We Have Always Lived in the Castle
Shirley Jackson'ın (Tepedeki Ev Laneti'nin yazarı) romanından uyarlanan bu filmde Alexandra Daddario ve Taissa Farmiga birlikte rol alıyor. Hikaye, bir trajedinin ardından son 6 yıldır neredeyse hiç terk etmedikleri evlerinde izole bir şekilde yaşayan kardeşleri anlatıyor. Ancak, miraslarını çalmaya ve evi almaya niyetli sözde bir kuzenin ortaya çıkması ve bir dizi karanlık sırrı açığa çıkarmaya başlamasıyla yaşamları tehdit altına girer.
The Best Offer
Geoffrey Rush'ın başrolünde oynadığı bu suç draması, evinden hiç çıkmayan ve sosyal fobisi nedeniyle izole yaşayan gizemli bir kadın tarafından kendisine miras kalan eser koleksiyonunu değerlendirmesi için tutulan bir sanat uzmanının hikayesini anlatıyor. Çok geçmeden Rush, kadına ve satmak istediği gizemli koleksiyona takıntılı hale gelir ve mirasçının kendisine ve çalışmalarına karşı ilgisi olduğunu fark etmez.
The Tenant
Roman Polanski 1970'lerin bu ikonik filminin yönetmenliğini ve başrolünü üstleniyor.

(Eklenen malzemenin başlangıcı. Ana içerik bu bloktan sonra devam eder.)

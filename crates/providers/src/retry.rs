//! Retry with exponential backoff for rate-limited completions.
//!
//! Only `RateLimited` failures are retried; the typed error classification
//! from the transport layer decides, never the error message text. Delays
//! use `tokio::time::sleep`, so a backing-off request suspends its own task
//! without blocking other in-flight requests.

use cocorabot_core::error::ProviderError;
use cocorabot_core::provider::{CompletionProvider, CompletionRequest, CompletionResponse};
use std::time::Duration;
use tracing::warn;

/// Backoff policy for rate-limited completion calls.
#[derive(Debug, Clone, Copy)]
pub struct RetryPolicy {
    /// Total attempts, first try included. Must be at least 1.
    pub max_attempts: u32,

    /// Delay before the first retry; doubles each subsequent retry.
    pub base_delay: Duration,
}

impl Default for RetryPolicy {
    fn default() -> Self {
        Self {
            max_attempts: 3,
            base_delay: Duration::from_millis(500),
        }
    }
}

/// Call `provider.complete`, retrying on rate limits per `policy`.
///
/// Non-retryable errors propagate immediately. When every attempt is rate
/// limited, the final `RateLimited` error is returned.
pub async fn complete_with_backoff(
    provider: &dyn CompletionProvider,
    request: CompletionRequest,
    policy: &RetryPolicy,
) -> std::result::Result<CompletionResponse, ProviderError> {
    let max_attempts = policy.max_attempts.max(1);
    let mut delay = policy.base_delay;

    for attempt in 1..=max_attempts {
        match provider.complete(request.clone()).await {
            Ok(response) => return Ok(response),
            Err(e) if e.is_retryable() && attempt < max_attempts => {
                warn!(
                    provider = provider.name(),
                    attempt,
                    max_attempts,
                    delay_ms = delay.as_millis() as u64,
                    "Rate limited; backing off before retry"
                );
                tokio::time::sleep(delay).await;
                delay *= 2;
            }
            Err(e) => return Err(e),
        }
    }

    unreachable!("loop returns on the final attempt")
}

#[cfg(test)]
mod tests {
    use super::*;
    use async_trait::async_trait;
    use cocorabot_core::message::Turn;
    use cocorabot_core::provider::GenerationSettings;
    use std::sync::Mutex;
    use tokio::time::Instant;

    /// Fails with a rate limit for the first `fail_count` calls, then
    /// succeeds.
    struct FlakyProvider {
        fail_count: usize,
        calls: Mutex<usize>,
    }

    impl FlakyProvider {
        fn new(fail_count: usize) -> Self {
            Self {
                fail_count,
                calls: Mutex::new(0),
            }
        }

        fn calls(&self) -> usize {
            *self.calls.lock().unwrap()
        }
    }

    #[async_trait]
    impl CompletionProvider for FlakyProvider {
        fn name(&self) -> &str {
            "flaky"
        }

        async fn complete(
            &self,
            request: CompletionRequest,
        ) -> std::result::Result<CompletionResponse, ProviderError> {
            let mut calls = self.calls.lock().unwrap();
            *calls += 1;
            if *calls <= self.fail_count {
                Err(ProviderError::RateLimited { retry_after_secs: 1 })
            } else {
                Ok(CompletionResponse {
                    text: "respuesta".into(),
                    model: request.model,
                })
            }
        }
    }

    /// Always fails with the given error.
    struct FailingProvider {
        error: ProviderError,
        calls: Mutex<usize>,
    }

    impl FailingProvider {
        fn new(error: ProviderError) -> Self {
            Self {
                error,
                calls: Mutex::new(0),
            }
        }

        fn calls(&self) -> usize {
            *self.calls.lock().unwrap()
        }
    }

    #[async_trait]
    impl CompletionProvider for FailingProvider {
        fn name(&self) -> &str {
            "failing"
        }

        async fn complete(
            &self,
            _request: CompletionRequest,
        ) -> std::result::Result<CompletionResponse, ProviderError> {
            *self.calls.lock().unwrap() += 1;
            Err(self.error.clone())
        }
    }

    fn test_request() -> CompletionRequest {
        CompletionRequest {
            model: "test".into(),
            turns: vec![Turn::user("hola")],
            generation: GenerationSettings::default(),
        }
    }

    fn test_policy() -> RetryPolicy {
        RetryPolicy {
            max_attempts: 3,
            base_delay: Duration::from_millis(500),
        }
    }

    #[tokio::test(start_paused = true)]
    async fn rate_limited_twice_then_success() {
        let provider = FlakyProvider::new(2);
        let start = Instant::now();

        let result = complete_with_backoff(&provider, test_request(), &test_policy()).await;

        assert_eq!(result.unwrap().text, "respuesta");
        assert_eq!(provider.calls(), 3);
        // Two backoffs: 500ms then 1000ms.
        assert!(start.elapsed() >= Duration::from_millis(1500));
    }

    #[tokio::test(start_paused = true)]
    async fn exhausted_retries_return_rate_limited() {
        let provider = FailingProvider::new(ProviderError::RateLimited { retry_after_secs: 1 });

        let result = complete_with_backoff(&provider, test_request(), &test_policy()).await;

        match result {
            Err(ProviderError::RateLimited { .. }) => {}
            other => panic!("Expected RateLimited, got: {other:?}"),
        }
        assert_eq!(provider.calls(), 3);
    }

    #[tokio::test(start_paused = true)]
    async fn non_retryable_error_propagates_immediately() {
        let provider = FailingProvider::new(ProviderError::AuthenticationFailed("bad key".into()));
        let start = Instant::now();

        let result = complete_with_backoff(&provider, test_request(), &test_policy()).await;

        match result {
            Err(ProviderError::AuthenticationFailed(_)) => {}
            other => panic!("Expected AuthenticationFailed, got: {other:?}"),
        }
        assert_eq!(provider.calls(), 1);
        assert_eq!(start.elapsed(), Duration::ZERO);
    }

    #[tokio::test(start_paused = true)]
    async fn single_attempt_policy_never_sleeps() {
        let provider = FailingProvider::new(ProviderError::RateLimited { retry_after_secs: 1 });
        let policy = RetryPolicy {
            max_attempts: 1,
            base_delay: Duration::from_secs(10),
        };
        let start = Instant::now();

        let result = complete_with_backoff(&provider, test_request(), &policy).await;

        assert!(result.is_err());
        assert_eq!(provider.calls(), 1);
        assert_eq!(start.elapsed(), Duration::ZERO);
    }

    #[tokio::test(start_paused = true)]
    async fn first_attempt_success_skips_backoff() {
        let provider = FlakyProvider::new(0);
        let start = Instant::now();

        let result = complete_with_backoff(&provider, test_request(), &test_policy()).await;

        assert!(result.is_ok());
        assert_eq!(provider.calls(), 1);
        assert_eq!(start.elapsed(), Duration::ZERO);
    }
}
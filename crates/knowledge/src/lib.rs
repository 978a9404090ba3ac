//! # Cocorabot Knowledge
//!
//! The request-classification and knowledge-lookup pipeline:
//!
//! - [`model`] — FAQ/metadata entries, the on-disk document shape, and the
//!   closed set of topical categories with their keyword lists.
//! - [`store`] — loading the knowledge base (JSON document or a directory of
//!   text documents) and the [`store::KnowledgeHandle`] that exposes its
//!   load state to the gateway.
//! - [`classifier`] — text normalization and intent classification
//!   (greeting / domain / general).
//! - [`matcher`] — direct-match and per-category relevance lookup.
//! - [`composer`] — per-intent prompt assembly around the Condorito persona.
//!
//! Everything downstream of the store is a pure function: same store and
//! question, same result. Nothing in this crate performs I/O after load.

pub mod classifier;
pub mod composer;
pub mod matcher;
pub mod model;
pub mod store;

pub use classifier::{Intent, classify, normalize};
pub use composer::{ComposedPrompt, compose, generation_settings};
pub use matcher::{MatchResult, RankedEntry, match_context};
pub use model::{Category, FaqEntry, KnowledgeDocument};
pub use store::{KnowledgeBase, KnowledgeHandle};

Paris'te bir apartmanda daire kiralayan, kısa süre sonra eski ev sahibesinin feci bir kaza geçirdiğini öğrenen ve giderek paranoya ve sosyal fobi geliştirmeye başlayan, komşularının zihniyle oynadığına ve onu eski kiracıyla aynı kaderi paylaşmaya ittiğine inanan bir adamın öyküsü.
The Zero Theorem
Terry Gilliam'ın bu filminde Christoph Waltz başrolde. İzolasyon ve inziva içinde yaşayan yetenekli bir bilgisayar operatörüne, evrenin ve yaşamın hiçbir anlamı olmadığını öne süren Zero Theorem adlı bir denklemi kanıtlama gibi önemli bir görevin verilmesini konu alan film, özellikle genç bir kızın dikkatini dağıtmak için ortaya çıkmasıyla kaygılarını ve varoluşsal krizini daha da kötüleştiriyor.
Shrew's Nest
Macarena Gómez'in başrolünü oynadığı bu İspanyol filmi, 1950'lerin Madrid'inde, evden çıkma fobisi olan bir kadının tüm hayatını kız kardeşine bakmaya ve evine kapanarak yaşamaya adadığı bir yerde geçiyor. Ancak üst kat komşusu bir kaza geçirdiğinde, evde kalmasına izin vermeyi kabul eder ve her şey kontrolden çıkar, ta ki komşu evden bir daha asla çıkamayacağını anlayana kadar.
The Net
Sandra Bullock 1995 yapımı bu gerilim filminde, bir oyunu analiz ederken bir komployu ortaya çıkaran tehlikeli bir kod keşfeden bir bilgisayar programcısını canlandırıyor. Bu durum onu, kodun arkasındaki suç örgütünün hedefine koyuyor ve bu örgüt onun kimliğini silip, gerçeği ortaya çıkarıp planlarını bozmadan önce onu avlamaya başlıyor.
The Falling
Florence Pugh ve Maisie Williams sosyal fobi, histeri ve gizemli hastalıklar hakkındaki bu filmde birlikte rol alıyor. 1960'ların İngiltere'sinde geçen The Falling, gizemli bir trajedinin ardından öğrencilerin birer birer açıklanamayan bir hastalığa yakalanmaya başladığı ve topluluğun kızların hayatını nasıl kurtaracaklarını merak ettiği katı bir okuldaki bir grup kızı konu alıyor.